Dataset entries
>>>

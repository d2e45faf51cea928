use std::time::Duration;

use crate::entry::EntryMatch;
use crate::error::TrawlError;
use crate::progress::OperationKind;

/// Counters for one search, sync or entry-operation run.
///
/// Only the walker and the engines built on it write these; everyone else
/// gets a copy.
#[derive(Debug, Clone, Copy, Default, PartialEq, Eq)]
pub struct SearchTelemetry {
    /// Directories whose entries were enumerated.
    pub searched_directories: usize,

    /// Files encountered (matched or not).
    pub files: usize,

    /// Subdirectories encountered (matched or not).
    pub directories: usize,

    pub matching_files: usize,
    pub matching_directories: usize,

    /// Entries handed to an operation (sync, delete, rename, copy, move).
    pub processed_files: usize,
    pub processed_directories: usize,

    /// Matches yielded by the walker.
    pub matches: usize,

    pub added: usize,
    pub updated: usize,
    pub renamed: usize,
    pub deleted: usize,

    /// Recoverable errors reported while processing.
    pub errors: usize,

    /// Combined size of matched files, in bytes.
    ///
    /// A walker only counts files whose metadata a filter already fetched;
    /// [`SearchBuilder::run`](crate::SearchBuilder::run) counts every match.
    pub total_size: u64,

    /// Wall-clock time from start to completion.
    pub elapsed: Duration,
}

impl SearchTelemetry {
    /// Entries scanned per second, clamped to 0 on zero-duration runs.
    pub fn entries_per_sec(&self) -> usize {
        let total = self.files + self.directories;
        let secs = self.elapsed.as_secs_f64();
        if secs > 0.0 {
            (total as f64 / secs) as usize
        } else {
            0
        }
    }

    pub(crate) fn record(&mut self, kind: OperationKind) {
        match kind {
            OperationKind::Add => self.added += 1,
            OperationKind::Update => self.updated += 1,
            OperationKind::Rename => self.renamed += 1,
            OperationKind::Delete => self.deleted += 1,
            OperationKind::None => {}
        }
    }

    /// Fold in the search counters of a finished walker.
    pub(crate) fn absorb_search(&mut self, other: &SearchTelemetry) {
        self.searched_directories += other.searched_directories;
        self.files += other.files;
        self.directories += other.directories;
        self.matching_files += other.matching_files;
        self.matching_directories += other.matching_directories;
        self.matches += other.matches;
        self.total_size += other.total_size;
    }
}

/// Why a run stopped.
#[derive(Debug, Clone, Copy, PartialEq, Eq)]
pub enum TerminationReason {
    /// The traversal was exhausted.
    Completed,

    /// The cancellation token fired or a decision provider answered `Cancel`.
    Canceled,

    /// The match limit was reached.
    MaxReached,
}

/// The output of [`SearchBuilder::run`](crate::SearchBuilder::run).
///
/// `matches` and `errors` are both opt-in, disabled by default to avoid
/// holding every match in memory. Enable them on the builder:
/// `.collect_matches(true)` and `.collect_errors(true)`.
#[derive(Debug)]
pub struct SearchResults {
    /// Matched entries, in the order they were found.
    pub matches: Vec<EntryMatch>,

    pub telemetry: SearchTelemetry,

    pub termination: TerminationReason,

    /// Recoverable errors encountered during the search (permission denied, etc.).
    /// Use [`TrawlError::is_recoverable`] to distinguish warnings from failures.
    pub errors: Vec<TrawlError>,
}

/// The output of a sync run or an entry operation.
#[derive(Debug, Clone, Copy, PartialEq, Eq)]
pub struct Outcome {
    pub telemetry: SearchTelemetry,
    pub termination: TerminationReason,
}

impl Outcome {
    pub fn is_canceled(&self) -> bool {
        self.termination == TerminationReason::Canceled
    }
}

#[cfg(test)]
mod tests {
    use super::*;

    #[test]
    fn record_bumps_the_matching_counter() {
        let mut telemetry = SearchTelemetry::default();
        telemetry.record(OperationKind::Add);
        telemetry.record(OperationKind::Rename);
        telemetry.record(OperationKind::None);
        assert_eq!((telemetry.added, telemetry.renamed), (1, 1));
        assert_eq!(telemetry.updated + telemetry.deleted, 0);
    }

    #[test]
    fn entries_per_sec_handles_zero_duration() {
        let telemetry = SearchTelemetry {
            files: 10,
            ..SearchTelemetry::default()
        };
        assert_eq!(telemetry.entries_per_sec(), 0);

        let timed = SearchTelemetry {
            elapsed: Duration::from_secs(2),
            ..telemetry
        };
        assert_eq!(timed.entries_per_sec(), 5);
    }
}
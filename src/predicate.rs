use std::path::Path;

use ignore::gitignore::{Gitignore, GitignoreBuilder};

use crate::error::Result;
use crate::filter::Filter;
use crate::span::{PathPart, PathSpan};

/// Cached verdict of the directory predicate for one directory.
#[derive(Debug, Clone, Copy, PartialEq, Eq, Default)]
pub enum MatchStatus {
    /// Not evaluated yet.
    #[default]
    Unknown,
    Success,
    /// A positive filter did not match. Descendants may still match.
    FailFromPositiveFilter,
    /// A negative filter vetoed the directory and everything below it.
    FailFromNegativeFilter,
}

impl MatchStatus {
    /// Whether files directly inside the directory are matched. `None` until resolved.
    pub fn matches_files(self) -> Option<bool> {
        match self {
            Self::Unknown => None,
            Self::Success => Some(true),
            Self::FailFromPositiveFilter | Self::FailFromNegativeFilter => Some(false),
        }
    }

    /// Whether the walker descends into the directory. `None` until resolved.
    pub fn descends(self) -> Option<bool> {
        match self {
            Self::Unknown => None,
            Self::Success | Self::FailFromPositiveFilter => Some(true),
            Self::FailFromNegativeFilter => Some(false),
        }
    }
}

/// Include/exclude rule the walker consults for each directory.
///
/// Built either from a name filter over a directory path span or from a
/// gitignore file. A positive filter limits which directories have their files
/// matched but never stops descent; a negative filter (or an ignore rule)
/// prunes whole subtrees.
#[derive(Debug, Clone)]
pub struct DirectoryPredicate {
    rule: Rule,
}

#[derive(Debug, Clone)]
enum Rule {
    Name { filter: Filter, part: PathPart },
    Gitignore(Gitignore),
}

impl DirectoryPredicate {
    /// Predicate over the directory name.
    pub fn new(filter: Filter) -> Self {
        Self::with_part(filter, PathPart::Name)
    }

    /// Predicate over `part` of the directory path.
    pub fn with_part(filter: Filter, part: PathPart) -> Self {
        Self {
            rule: Rule::Name { filter, part },
        }
    }

    /// Exclude the directories ignored by the gitignore-style `file`, whose
    /// patterns are relative to `root`.
    pub fn from_gitignore(root: impl AsRef<Path>, file: impl AsRef<Path>) -> Result<Self> {
        let mut builder = GitignoreBuilder::new(root);
        if let Some(err) = builder.add(file) {
            return Err(err.into());
        }
        Ok(Self {
            rule: Rule::Gitignore(builder.build()?),
        })
    }

    /// Whether the predicate can veto descent. Such predicates are evaluated
    /// as soon as a directory is discovered.
    pub fn is_exclusive(&self) -> bool {
        match &self.rule {
            Rule::Name { filter, .. } => filter.is_negative(),
            Rule::Gitignore(_) => true,
        }
    }

    pub fn evaluate(&self, path: &Path) -> MatchStatus {
        match &self.rule {
            Rule::Name { filter, part } => {
                let text = path.to_string_lossy();
                let span = PathSpan::from_directory(&text, *part);
                if filter.is_match(span.as_str()) {
                    MatchStatus::Success
                } else if filter.is_negative() {
                    MatchStatus::FailFromNegativeFilter
                } else {
                    MatchStatus::FailFromPositiveFilter
                }
            }
            Rule::Gitignore(gitignore) => {
                if gitignore.matched(path, true).is_ignore() {
                    MatchStatus::FailFromNegativeFilter
                } else {
                    MatchStatus::Success
                }
            }
        }
    }

    /// Status a newly discovered child starts with, given its parent's status.
    ///
    /// Exclusive predicates are evaluated right away since descent depends on
    /// them. Below a directory that passed a positive filter, children pass
    /// too; anything else stays `Unknown` until the walker needs it.
    pub(crate) fn discover(&self, path: &Path, parent: MatchStatus) -> MatchStatus {
        if self.is_exclusive() {
            self.evaluate(path)
        } else if parent == MatchStatus::Success {
            MatchStatus::Success
        } else {
            MatchStatus::Unknown
        }
    }
}
//! # trawl
//!
//! Lazy, cancellable filesystem search with two-way directory sync.
//!
//! trawl walks a directory tree breadth-first and yields only the entries
//! that pass a set of filters: name patterns over a chosen part of the path,
//! extensions, attributes, size and time ranges, emptiness and text content
//! (with byte-order-mark sniffing). Each `next()` does just enough I/O to
//! produce the next match, and cheap filters always run before expensive
//! ones.
//!
//! On top of the walker sit the [`sync`] engine, which reconciles two
//! directories in two passes, and the bulk operations in [`ops`]. All of
//! them report what they do through a [`ProgressSink`] and ask for conflict
//! decisions through a [`DecisionProvider`].
//!
//! # Quick Start
//!
//! ```rust,no_run
//! use trawl::{Filter, MatcherOptions};
//!
//! let results = trawl::search("/home/me/documents")
//!     .files(MatcherOptions::named(Filter::new(r"(?i)invoice")?))
//!     .collect_matches(true)
//!     .run()?;
//!
//! for entry in &results.matches {
//!     println!("{}", entry.path().display());
//! }
//! println!(
//!     "{} matches in {:.3}s",
//!     results.telemetry.matches,
//!     results.telemetry.elapsed.as_secs_f64()
//! );
//! # Ok::<(), trawl::TrawlError>(())
//! ```
//!
//! # Lazy walking
//!
//! [`SearchBuilder::build`] returns the walker itself. Stop pulling and
//! nothing more is read:
//!
//! ```rust,no_run
//! use trawl::{Filter, MatcherOptions};
//!
//! let mut walker = trawl::search(".")
//!     .files(MatcherOptions {
//!         content: Some(Filter::new("TODO")?),
//!         ..MatcherOptions::default()
//!     })
//!     .build()?;
//!
//! if let Some(first) = walker.next() {
//!     println!("first TODO in {}", first?.path().display());
//! }
//! # Ok::<(), trawl::TrawlError>(())
//! ```

#![forbid(unsafe_code)]

pub mod encoding;
pub mod engine;
pub mod ops;
pub mod sync;

mod builder;
mod cancel;
mod entry;
mod error;
mod filter;
mod fsops;
mod matcher;
mod predicate;
mod progress;
mod results;
mod span;
mod traits;

use std::path::PathBuf;

// ── Public re-exports ─────────────────────────────────────────────────────────

pub use builder::SearchBuilder;
pub use cancel::CancellationToken;
pub use engine::{SearchTarget, SearchWalker};
pub use entry::{EntryKind, EntryMatch, MetadataState};
pub use error::{Result, TrawlError};
pub use filter::{
    Attributes, Capture, EmptyOption, ExtensionFilter, Filter, MatcherOptions, SizeFilter,
    TimeFilter, ValueFilter,
};
pub use matcher::EntryMatcher;
pub use predicate::{DirectoryPredicate, MatchStatus};
pub use progress::{OperationKind, ProgressEvent};
pub use results::{Outcome, SearchResults, SearchTelemetry, TerminationReason};
pub use span::{PathPart, PathSpan};
pub use traits::{Conflict, DecisionProvider, DialogResult, Presence, ProgressSink};

// ── Entry points ──────────────────────────────────────────────────────────────

/// Create a new [`SearchBuilder`] rooted at `root`.
///
/// # Example
///
/// ```rust,no_run
/// use trawl::{ExtensionFilter, MatcherOptions};
///
/// let results = trawl::search("/var/log")
///     .files(MatcherOptions {
///         extension: Some(ExtensionFilter::new(["log", "gz"])),
///         ..MatcherOptions::default()
///     })
///     .limit(100)
///     .run()?;
///
/// println!("{} log files", results.telemetry.matches);
/// # Ok::<(), trawl::TrawlError>(())
/// ```
pub fn search(root: impl Into<PathBuf>) -> SearchBuilder {
    SearchBuilder::new(root.into())
}

/// Create a [`SyncBuilder`](sync::SyncBuilder) that reconciles `first` and
/// `second`.
pub fn sync<'a>(first: impl Into<PathBuf>, second: impl Into<PathBuf>) -> sync::SyncBuilder<'a> {
    sync::SyncBuilder::new(first.into(), second.into())
}
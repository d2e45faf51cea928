//! Bulk operations over the matches of a search: delete, rename, copy and move.
//!
//! Each operation takes a configured [`SearchBuilder`](crate::SearchBuilder),
//! walks its matches once and reports one progress event per match.

mod copy;
mod delete;
mod rename;

pub use copy::{ConflictResolution, CopyMode, CopyOperation};
pub use delete::DeleteOperation;
pub use rename::{RenameOperation, Replacement};

use std::time::Instant;

use crate::engine::SearchWalker;
use crate::entry::EntryMatch;
use crate::error::Result;
use crate::progress::Reporter;
use crate::results::{Outcome, TerminationReason};

/// Next match of `walker`, with recoverable errors reported and skipped.
fn next_match(walker: &mut SearchWalker, reporter: &mut Reporter<'_>) -> Result<Option<EntryMatch>> {
    loop {
        match walker.next() {
            None => return Ok(None),
            Some(Ok(entry)) => {
                if entry.is_directory() {
                    reporter.telemetry.processed_directories += 1;
                } else {
                    reporter.telemetry.processed_files += 1;
                }
                return Ok(Some(entry));
            }
            Some(Err(e)) if e.is_recoverable() => reporter.fail(walker.root(), e),
            Some(Err(e)) => return Err(e),
        }
    }
}

fn finish(walker: &SearchWalker, reporter: Reporter<'_>, started: Instant, canceled: bool) -> Outcome {
    let mut telemetry = reporter.telemetry;
    telemetry.absorb_search(&walker.telemetry());
    telemetry.elapsed = started.elapsed();

    let termination = if canceled {
        TerminationReason::Canceled
    } else {
        walker.termination().unwrap_or(TerminationReason::Completed)
    };
    Outcome {
        telemetry,
        termination,
    }
}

<<<

== Task item ==
Lines above with the string "PartialEq" need to be found and copied.

== Answer to this task ==
#[derive(Debug, Clone, Copy, Default, PartialEq, Eq)]
#[derive(Debug, Clone, Copy, PartialEq, Eq)]
#[derive(Debug, Clone, Copy, PartialEq, Eq)]
#[derive(Debug, Clone, Copy, PartialEq, Eq, Default)]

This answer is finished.